El piano esperaba los tres requisitos mozartianos para sentirse feliz:
la cabeza, el corazón y los dedos. Pero la noche del martes 9 de octubre en el Teatro Nacional Rubén Darío, el talento de Licia Lucas puso en evasión a la soledad y promulgó la complacencia en un auditorio que no se cansó de vitorearla para que repitiese y con su brío compensara los aplausos.
La solista hizo rima formidable con la trilogía: concentración en el teclado, maestría no solo en lo puramente técnico y exteriorización del sentimiento, de la motivación palpitante y existencial de los autores y de ahí, el corazón puesto hacia fuera, extendido sobre la magia del mueble sonoro y los dedos agitados puestos cada uno donde correspondía, con pocas pausas para contenerlos porque las obras incluidas tuvieron la característica de la energía imperturbable y perseverante.

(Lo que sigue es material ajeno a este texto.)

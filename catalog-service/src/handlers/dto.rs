//! JSON shapes exchanged with clients and their mapping onto entities
//!
//! Missing fields deserialize to empty or zero values so that they are
//! reported by validation rather than rejected by the JSON extractor.

use serde::{de::DeserializeOwned, Deserialize, Serialize};

use crate::model::{Author, Book, Category, NewAuthor, NewBook, NewCategory, Price};
use crate::repository::{CatalogEntity, PaginatedList};

use super::error::{ApiError, ApiOperation};
use super::validation::Validator;

/// Converts between an entity and its wire representation
pub trait WireEntity: CatalogEntity {
    /// Representation returned to clients
    type Dto: Serialize + Send + 'static;
    /// Body accepted by POST
    type CreateDto: DeserializeOwned + Send + 'static;
    /// Body accepted by PUT, carrying the target `id`
    type UpdateDto: DeserializeOwned + Send + 'static;

    fn to_dto(self) -> Self::Dto;

    /// Validate a create body into a draft
    fn draft_from(dto: Self::CreateDto) -> Result<Self::Draft, ApiError>;

    /// Validate an update body into the full new state
    fn entity_from(dto: Self::UpdateDto) -> Result<Self, ApiError>;
}

/// Author or category as sent over the wire
#[derive(Debug, Clone, Default, PartialEq, Eq, Serialize, Deserialize)]
#[serde(rename_all = "camelCase", default)]
pub struct NamedDto {
    pub id: i64,
    pub name: String,
}

/// Create body for authors and categories
#[derive(Debug, Clone, Default, PartialEq, Eq, Serialize, Deserialize)]
#[serde(rename_all = "camelCase", default)]
pub struct CreateNamedDto {
    pub name: String,
}

#[derive(Debug, Clone, Default, PartialEq, Serialize, Deserialize)]
#[serde(rename_all = "camelCase", default)]
pub struct BookDto {
    pub id: i64,
    pub title: String,
    pub price: f64,
    pub author_id: i64,
    pub category_id: i64,
}

#[derive(Debug, Clone, Default, PartialEq, Serialize, Deserialize)]
#[serde(rename_all = "camelCase", default)]
pub struct CreateBookDto {
    pub title: String,
    pub price: f64,
    pub author_id: i64,
    pub category_id: i64,
}

/// One page of a collection
#[derive(Debug, Clone, PartialEq, Serialize, Deserialize)]
#[serde(rename_all = "camelCase")]
pub struct PageResponse<T> {
    pub items: Vec<T>,
    pub page: i64,
    pub total_pages: u64,
}

impl<T> PageResponse<T> {
    /// Convert a repository page into its wire form
    pub fn from_list<E: WireEntity<Dto = T>>(list: PaginatedList<E>) -> Self {
        let list = list.map(E::to_dto);
        Self {
            items: list.items,
            page: list.page,
            total_pages: list.total_pages,
        }
    }
}

fn validate_name(name: &str, operation: ApiOperation) -> Result<String, ApiError> {
    let mut v = Validator::new();
    v.text("name", "Name", name);
    v.finish(operation, name.to_string())
}

fn validate_named(dto: NamedDto) -> Result<(i64, String), ApiError> {
    let mut v = Validator::new();
    v.id("id", "id", dto.id);
    v.text("name", "Name", &dto.name);
    v.finish(ApiOperation::Update, (dto.id, dto.name))
}

impl WireEntity for Author {
    type Dto = NamedDto;
    type CreateDto = CreateNamedDto;
    type UpdateDto = NamedDto;

    fn to_dto(self) -> NamedDto {
        NamedDto {
            id: self.id,
            name: self.name,
        }
    }

    fn draft_from(dto: CreateNamedDto) -> Result<NewAuthor, ApiError> {
        let name = validate_name(&dto.name, ApiOperation::Create)?;
        Ok(NewAuthor { name })
    }

    fn entity_from(dto: NamedDto) -> Result<Self, ApiError> {
        let (id, name) = validate_named(dto)?;
        Ok(Author { id, name })
    }
}

impl WireEntity for Category {
    type Dto = NamedDto;
    type CreateDto = CreateNamedDto;
    type UpdateDto = NamedDto;

    fn to_dto(self) -> NamedDto {
        NamedDto {
            id: self.id,
            name: self.name,
        }
    }

    fn draft_from(dto: CreateNamedDto) -> Result<NewCategory, ApiError> {
        let name = validate_name(&dto.name, ApiOperation::Create)?;
        Ok(NewCategory { name })
    }

    fn entity_from(dto: NamedDto) -> Result<Self, ApiError> {
        let (id, name) = validate_named(dto)?;
        Ok(Category { id, name })
    }
}

/// Shared book rules; `price` must be a positive whole number of cents
fn validate_book(
    v: &mut Validator,
    title: &str,
    price: f64,
    author_id: i64,
    category_id: i64,
) -> Price {
    v.text("title", "Title", title);
    let price = Price::from_decimal(price).filter(|p| p.is_positive());
    if price.is_none() {
        v.add("price", "INVALID_PRICE", "Invalid Price");
    }
    v.id("authorId", "author id", author_id);
    v.id("categoryId", "category id", category_id);
    price.unwrap_or_default()
}

impl WireEntity for Book {
    type Dto = BookDto;
    type CreateDto = CreateBookDto;
    type UpdateDto = BookDto;

    fn to_dto(self) -> BookDto {
        BookDto {
            id: self.id,
            title: self.title,
            price: self.price.as_decimal(),
            author_id: self.author_id,
            category_id: self.category_id,
        }
    }

    fn draft_from(dto: CreateBookDto) -> Result<NewBook, ApiError> {
        let mut v = Validator::new();
        let price = validate_book(&mut v, &dto.title, dto.price, dto.author_id, dto.category_id);
        v.finish(
            ApiOperation::Create,
            NewBook {
                title: dto.title,
                price,
                author_id: dto.author_id,
                category_id: dto.category_id,
            },
        )
    }

    fn entity_from(dto: BookDto) -> Result<Self, ApiError> {
        let mut v = Validator::new();
        v.id("id", "id", dto.id);
        let price = validate_book(&mut v, &dto.title, dto.price, dto.author_id, dto.category_id);
        v.finish(
            ApiOperation::Update,
            Book {
                id: dto.id,
                title: dto.title,
                price,
                author_id: dto.author_id,
                category_id: dto.category_id,
            },
        )
    }
}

Figuraron: Heitor Villalobos, su genial compatriota, estudioso recopilador del folclorismo del Brasil, prolífico en todos los géneros, Franz Liszt, referencia inagotable en el modelo milagroso de la niñez, paradigma del virtuosismo con el Soneto del Petrarca número 104 , sin faltar el lirismo poético de Federico Chopin, delicadamente representado con el dibujo de una de sus fantasías y más allá la asociación acaso premeditada, de dos nombres vinculados por el destino: Johannes Brahms, el mismo que desde pequeño amó al piano y Robert Schumann, el apasionado cultor de dos disciplinas que lo distinguieron, la literatura y la música y sobre quien hubo pulsaciones de mayor intensidad.
El final debió ser patriótico. La jubilosa aplicación de sus dedos rebasó la máxima de la época en la cual el piano comenzó a mostrar las luces de su consagración: La Gran Fantasía Triunfal sobre el Himno Nacional del Brasil creación de Louis Moreau Gottschalk, cantado por el instrumento.